Task inputs:
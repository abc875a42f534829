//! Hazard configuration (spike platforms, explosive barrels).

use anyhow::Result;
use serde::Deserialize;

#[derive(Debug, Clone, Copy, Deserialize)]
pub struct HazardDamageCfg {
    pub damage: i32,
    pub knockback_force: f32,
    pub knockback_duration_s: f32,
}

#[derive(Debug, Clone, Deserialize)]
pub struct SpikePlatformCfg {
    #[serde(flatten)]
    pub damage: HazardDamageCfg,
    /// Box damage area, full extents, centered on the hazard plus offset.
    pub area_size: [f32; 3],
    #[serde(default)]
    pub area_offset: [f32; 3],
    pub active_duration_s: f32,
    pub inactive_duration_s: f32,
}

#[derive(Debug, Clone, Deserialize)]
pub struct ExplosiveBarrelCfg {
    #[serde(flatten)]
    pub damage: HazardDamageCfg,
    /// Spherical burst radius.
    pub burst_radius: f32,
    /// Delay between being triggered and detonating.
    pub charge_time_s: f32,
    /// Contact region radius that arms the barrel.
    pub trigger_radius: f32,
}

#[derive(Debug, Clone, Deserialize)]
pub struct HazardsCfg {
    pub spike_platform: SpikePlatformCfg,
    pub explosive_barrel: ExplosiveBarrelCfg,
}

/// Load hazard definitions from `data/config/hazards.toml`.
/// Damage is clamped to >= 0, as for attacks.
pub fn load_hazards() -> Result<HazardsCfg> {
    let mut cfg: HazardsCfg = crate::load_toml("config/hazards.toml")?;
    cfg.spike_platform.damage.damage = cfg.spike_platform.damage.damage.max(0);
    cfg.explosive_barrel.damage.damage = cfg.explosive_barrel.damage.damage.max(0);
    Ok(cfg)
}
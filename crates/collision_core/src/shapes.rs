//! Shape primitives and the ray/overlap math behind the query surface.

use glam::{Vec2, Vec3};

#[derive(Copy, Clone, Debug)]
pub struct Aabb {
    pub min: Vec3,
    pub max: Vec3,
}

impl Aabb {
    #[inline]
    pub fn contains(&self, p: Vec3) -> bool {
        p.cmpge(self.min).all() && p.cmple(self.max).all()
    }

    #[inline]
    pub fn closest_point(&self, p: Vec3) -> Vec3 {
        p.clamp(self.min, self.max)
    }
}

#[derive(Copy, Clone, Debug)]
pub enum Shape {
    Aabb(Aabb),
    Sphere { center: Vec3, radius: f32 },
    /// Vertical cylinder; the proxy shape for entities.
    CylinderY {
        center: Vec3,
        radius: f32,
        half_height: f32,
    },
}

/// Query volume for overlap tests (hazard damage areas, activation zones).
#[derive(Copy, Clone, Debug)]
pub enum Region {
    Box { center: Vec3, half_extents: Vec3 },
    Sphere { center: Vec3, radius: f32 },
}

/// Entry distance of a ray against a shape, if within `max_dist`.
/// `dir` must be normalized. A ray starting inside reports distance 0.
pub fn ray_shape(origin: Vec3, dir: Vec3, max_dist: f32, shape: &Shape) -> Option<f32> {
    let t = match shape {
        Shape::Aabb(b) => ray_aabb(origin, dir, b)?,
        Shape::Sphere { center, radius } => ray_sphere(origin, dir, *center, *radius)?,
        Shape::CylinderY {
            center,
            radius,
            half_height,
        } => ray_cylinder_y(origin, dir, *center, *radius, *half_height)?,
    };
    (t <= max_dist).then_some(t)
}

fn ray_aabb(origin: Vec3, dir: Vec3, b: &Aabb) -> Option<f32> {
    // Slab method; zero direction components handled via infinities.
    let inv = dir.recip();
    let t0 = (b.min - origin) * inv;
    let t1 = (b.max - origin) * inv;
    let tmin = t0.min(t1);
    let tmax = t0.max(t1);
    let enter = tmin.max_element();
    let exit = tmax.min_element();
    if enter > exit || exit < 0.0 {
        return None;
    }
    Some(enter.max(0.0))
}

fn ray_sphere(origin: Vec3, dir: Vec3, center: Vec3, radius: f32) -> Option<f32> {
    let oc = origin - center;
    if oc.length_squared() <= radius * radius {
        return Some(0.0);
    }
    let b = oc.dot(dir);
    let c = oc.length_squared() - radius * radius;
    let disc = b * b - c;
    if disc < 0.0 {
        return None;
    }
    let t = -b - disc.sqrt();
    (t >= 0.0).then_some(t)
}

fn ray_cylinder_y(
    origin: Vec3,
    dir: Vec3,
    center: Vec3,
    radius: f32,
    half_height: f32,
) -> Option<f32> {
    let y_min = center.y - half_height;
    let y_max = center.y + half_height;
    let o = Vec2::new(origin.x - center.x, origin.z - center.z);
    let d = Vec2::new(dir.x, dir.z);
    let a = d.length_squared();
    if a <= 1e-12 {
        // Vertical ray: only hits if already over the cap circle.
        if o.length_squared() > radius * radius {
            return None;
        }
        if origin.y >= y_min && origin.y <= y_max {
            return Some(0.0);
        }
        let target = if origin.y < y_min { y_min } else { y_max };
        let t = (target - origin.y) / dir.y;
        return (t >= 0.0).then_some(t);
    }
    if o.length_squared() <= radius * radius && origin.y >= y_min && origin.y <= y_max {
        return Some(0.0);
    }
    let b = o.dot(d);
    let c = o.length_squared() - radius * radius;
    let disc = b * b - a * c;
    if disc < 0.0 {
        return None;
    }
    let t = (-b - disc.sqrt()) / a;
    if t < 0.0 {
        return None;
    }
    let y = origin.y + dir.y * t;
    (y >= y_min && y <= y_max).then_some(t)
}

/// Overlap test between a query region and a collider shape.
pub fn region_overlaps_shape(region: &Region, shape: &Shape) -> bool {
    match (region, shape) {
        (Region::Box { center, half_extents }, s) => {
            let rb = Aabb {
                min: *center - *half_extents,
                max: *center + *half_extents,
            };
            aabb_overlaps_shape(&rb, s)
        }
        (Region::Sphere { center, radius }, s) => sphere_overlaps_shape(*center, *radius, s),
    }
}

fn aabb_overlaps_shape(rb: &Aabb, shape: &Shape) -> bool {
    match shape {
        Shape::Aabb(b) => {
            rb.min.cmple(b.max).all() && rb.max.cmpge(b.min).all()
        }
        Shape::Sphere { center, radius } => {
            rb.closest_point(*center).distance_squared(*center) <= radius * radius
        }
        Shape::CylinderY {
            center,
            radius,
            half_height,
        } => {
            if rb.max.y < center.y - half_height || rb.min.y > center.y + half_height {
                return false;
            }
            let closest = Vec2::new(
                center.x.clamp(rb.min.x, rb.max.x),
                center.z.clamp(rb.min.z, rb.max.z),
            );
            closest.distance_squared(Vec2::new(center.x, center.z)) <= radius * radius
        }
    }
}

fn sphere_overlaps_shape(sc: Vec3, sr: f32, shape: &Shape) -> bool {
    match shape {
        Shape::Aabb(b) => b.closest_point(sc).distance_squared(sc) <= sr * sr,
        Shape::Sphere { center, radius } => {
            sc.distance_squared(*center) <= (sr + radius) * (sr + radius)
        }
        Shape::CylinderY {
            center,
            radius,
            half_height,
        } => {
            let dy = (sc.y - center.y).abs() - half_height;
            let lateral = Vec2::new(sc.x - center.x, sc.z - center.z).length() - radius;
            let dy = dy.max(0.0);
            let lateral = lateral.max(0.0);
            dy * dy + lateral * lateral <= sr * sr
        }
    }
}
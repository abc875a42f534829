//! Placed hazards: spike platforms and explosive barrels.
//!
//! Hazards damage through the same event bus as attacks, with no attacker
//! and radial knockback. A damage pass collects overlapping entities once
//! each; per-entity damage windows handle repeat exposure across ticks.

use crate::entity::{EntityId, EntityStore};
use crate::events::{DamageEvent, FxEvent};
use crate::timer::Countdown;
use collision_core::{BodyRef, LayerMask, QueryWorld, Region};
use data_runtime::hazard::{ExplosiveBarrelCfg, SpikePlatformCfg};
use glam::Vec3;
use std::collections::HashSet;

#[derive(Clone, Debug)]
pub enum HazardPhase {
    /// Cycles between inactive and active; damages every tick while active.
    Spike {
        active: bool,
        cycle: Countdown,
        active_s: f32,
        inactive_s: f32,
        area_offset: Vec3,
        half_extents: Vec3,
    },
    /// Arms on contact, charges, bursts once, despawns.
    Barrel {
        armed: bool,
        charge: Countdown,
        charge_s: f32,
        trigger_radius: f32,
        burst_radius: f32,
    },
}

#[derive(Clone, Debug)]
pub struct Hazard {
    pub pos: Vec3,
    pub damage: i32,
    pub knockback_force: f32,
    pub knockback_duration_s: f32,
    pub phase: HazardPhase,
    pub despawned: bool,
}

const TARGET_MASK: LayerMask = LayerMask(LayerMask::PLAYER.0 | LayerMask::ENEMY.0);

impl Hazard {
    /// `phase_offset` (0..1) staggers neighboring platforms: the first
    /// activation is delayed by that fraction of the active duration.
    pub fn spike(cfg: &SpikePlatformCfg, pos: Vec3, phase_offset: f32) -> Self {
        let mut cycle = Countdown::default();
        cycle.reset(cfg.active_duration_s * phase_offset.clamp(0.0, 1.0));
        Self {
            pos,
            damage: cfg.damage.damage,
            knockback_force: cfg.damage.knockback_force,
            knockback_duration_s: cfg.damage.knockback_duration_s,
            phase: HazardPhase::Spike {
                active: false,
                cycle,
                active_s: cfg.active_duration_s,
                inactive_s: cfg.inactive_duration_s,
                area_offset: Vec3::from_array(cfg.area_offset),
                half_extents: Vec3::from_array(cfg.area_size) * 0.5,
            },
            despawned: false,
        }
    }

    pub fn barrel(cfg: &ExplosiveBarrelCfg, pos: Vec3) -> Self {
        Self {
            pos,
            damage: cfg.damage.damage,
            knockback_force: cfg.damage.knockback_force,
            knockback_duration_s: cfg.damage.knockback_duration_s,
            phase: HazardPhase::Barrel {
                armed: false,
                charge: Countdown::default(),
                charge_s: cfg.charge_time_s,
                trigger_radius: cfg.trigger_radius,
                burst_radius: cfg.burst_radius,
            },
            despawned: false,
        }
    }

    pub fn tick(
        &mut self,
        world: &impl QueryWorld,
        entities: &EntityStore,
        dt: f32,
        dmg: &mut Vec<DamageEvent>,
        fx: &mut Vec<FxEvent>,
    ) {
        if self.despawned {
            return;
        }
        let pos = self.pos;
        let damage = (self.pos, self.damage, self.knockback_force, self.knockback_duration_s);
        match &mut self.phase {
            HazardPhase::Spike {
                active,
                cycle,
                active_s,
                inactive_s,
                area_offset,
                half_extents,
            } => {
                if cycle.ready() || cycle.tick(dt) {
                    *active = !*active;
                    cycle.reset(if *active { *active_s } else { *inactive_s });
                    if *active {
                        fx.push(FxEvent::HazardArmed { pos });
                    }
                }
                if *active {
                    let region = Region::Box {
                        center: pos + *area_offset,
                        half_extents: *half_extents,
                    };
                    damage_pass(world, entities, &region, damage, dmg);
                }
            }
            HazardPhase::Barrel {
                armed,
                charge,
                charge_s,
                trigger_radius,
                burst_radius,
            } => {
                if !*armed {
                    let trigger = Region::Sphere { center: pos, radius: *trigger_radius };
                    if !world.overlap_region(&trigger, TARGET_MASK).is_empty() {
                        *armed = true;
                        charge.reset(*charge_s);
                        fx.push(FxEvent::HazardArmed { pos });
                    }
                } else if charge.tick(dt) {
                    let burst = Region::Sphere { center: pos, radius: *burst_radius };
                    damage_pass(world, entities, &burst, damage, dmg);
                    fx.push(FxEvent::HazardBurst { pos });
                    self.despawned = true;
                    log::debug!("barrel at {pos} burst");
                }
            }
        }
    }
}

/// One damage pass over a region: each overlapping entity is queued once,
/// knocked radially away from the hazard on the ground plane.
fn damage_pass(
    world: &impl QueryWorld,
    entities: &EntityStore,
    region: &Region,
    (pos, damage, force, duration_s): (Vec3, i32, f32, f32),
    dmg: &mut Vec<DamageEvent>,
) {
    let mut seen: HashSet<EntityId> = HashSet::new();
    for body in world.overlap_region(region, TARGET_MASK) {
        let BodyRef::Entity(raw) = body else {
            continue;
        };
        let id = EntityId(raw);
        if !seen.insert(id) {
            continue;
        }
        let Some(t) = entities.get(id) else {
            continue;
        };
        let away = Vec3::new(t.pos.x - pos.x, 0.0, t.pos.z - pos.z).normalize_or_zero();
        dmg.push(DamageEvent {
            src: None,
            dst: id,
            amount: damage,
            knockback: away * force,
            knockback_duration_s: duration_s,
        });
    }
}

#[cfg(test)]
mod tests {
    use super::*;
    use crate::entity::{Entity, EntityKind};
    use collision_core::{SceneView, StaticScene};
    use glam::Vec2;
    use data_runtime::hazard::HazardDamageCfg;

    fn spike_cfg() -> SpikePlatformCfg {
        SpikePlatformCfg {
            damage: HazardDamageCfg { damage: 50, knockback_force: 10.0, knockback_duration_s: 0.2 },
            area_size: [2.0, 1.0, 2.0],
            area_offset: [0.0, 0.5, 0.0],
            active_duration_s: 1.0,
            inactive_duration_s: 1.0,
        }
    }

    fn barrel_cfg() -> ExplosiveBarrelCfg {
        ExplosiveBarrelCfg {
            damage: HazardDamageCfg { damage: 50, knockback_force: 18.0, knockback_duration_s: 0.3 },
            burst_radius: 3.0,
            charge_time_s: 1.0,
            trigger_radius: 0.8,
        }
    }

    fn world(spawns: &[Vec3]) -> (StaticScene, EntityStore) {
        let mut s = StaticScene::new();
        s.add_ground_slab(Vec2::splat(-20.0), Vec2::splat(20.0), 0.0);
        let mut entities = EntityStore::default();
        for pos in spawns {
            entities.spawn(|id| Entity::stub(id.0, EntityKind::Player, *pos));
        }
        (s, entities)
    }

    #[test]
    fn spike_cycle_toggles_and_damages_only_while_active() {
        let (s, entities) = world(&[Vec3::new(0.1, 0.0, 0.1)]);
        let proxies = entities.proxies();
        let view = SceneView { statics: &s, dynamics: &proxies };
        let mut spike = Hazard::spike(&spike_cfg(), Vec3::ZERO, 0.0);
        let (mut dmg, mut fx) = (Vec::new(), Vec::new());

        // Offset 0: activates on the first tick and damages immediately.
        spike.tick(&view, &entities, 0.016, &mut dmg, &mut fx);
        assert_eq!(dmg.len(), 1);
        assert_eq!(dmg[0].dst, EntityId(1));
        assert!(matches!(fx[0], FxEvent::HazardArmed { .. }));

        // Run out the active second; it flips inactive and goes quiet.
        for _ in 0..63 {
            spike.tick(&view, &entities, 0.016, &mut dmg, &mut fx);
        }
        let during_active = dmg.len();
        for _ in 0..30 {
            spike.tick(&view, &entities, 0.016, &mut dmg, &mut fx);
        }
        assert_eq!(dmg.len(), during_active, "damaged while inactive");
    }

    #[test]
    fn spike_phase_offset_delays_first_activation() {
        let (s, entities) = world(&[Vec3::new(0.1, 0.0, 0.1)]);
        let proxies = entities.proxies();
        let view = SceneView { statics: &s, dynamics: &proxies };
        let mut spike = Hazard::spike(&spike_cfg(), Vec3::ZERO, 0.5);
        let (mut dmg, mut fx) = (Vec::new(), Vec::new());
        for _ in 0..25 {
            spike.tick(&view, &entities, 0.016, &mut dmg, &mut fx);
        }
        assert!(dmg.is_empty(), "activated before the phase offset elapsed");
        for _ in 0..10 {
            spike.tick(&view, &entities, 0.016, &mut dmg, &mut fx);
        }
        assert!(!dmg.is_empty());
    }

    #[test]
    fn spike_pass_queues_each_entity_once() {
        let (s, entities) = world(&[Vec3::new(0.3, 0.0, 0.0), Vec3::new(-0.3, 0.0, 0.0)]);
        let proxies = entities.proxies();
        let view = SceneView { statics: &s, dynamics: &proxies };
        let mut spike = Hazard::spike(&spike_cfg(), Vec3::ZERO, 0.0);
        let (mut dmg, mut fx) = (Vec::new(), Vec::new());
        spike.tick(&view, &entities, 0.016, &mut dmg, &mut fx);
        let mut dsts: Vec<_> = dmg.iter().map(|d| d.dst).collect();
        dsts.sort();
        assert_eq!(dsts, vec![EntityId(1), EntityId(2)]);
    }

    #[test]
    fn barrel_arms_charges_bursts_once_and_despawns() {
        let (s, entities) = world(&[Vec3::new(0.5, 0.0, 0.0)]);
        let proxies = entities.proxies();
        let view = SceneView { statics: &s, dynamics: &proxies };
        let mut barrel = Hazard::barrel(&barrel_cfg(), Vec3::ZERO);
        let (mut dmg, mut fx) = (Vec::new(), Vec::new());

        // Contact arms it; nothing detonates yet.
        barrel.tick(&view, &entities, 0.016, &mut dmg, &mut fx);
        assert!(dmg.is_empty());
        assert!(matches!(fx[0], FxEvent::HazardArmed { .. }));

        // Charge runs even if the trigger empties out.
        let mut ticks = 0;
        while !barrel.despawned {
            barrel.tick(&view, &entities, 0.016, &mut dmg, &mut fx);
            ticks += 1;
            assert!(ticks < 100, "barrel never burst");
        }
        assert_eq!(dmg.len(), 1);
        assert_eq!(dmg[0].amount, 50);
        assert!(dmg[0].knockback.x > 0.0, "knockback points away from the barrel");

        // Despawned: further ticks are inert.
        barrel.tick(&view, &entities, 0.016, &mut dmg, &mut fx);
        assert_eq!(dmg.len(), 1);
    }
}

Exercise: When "tmax" shows up in a line of the material, report that line.

Your solution:
    let tmax = t0.max(t1);
    let exit = tmax.min_element();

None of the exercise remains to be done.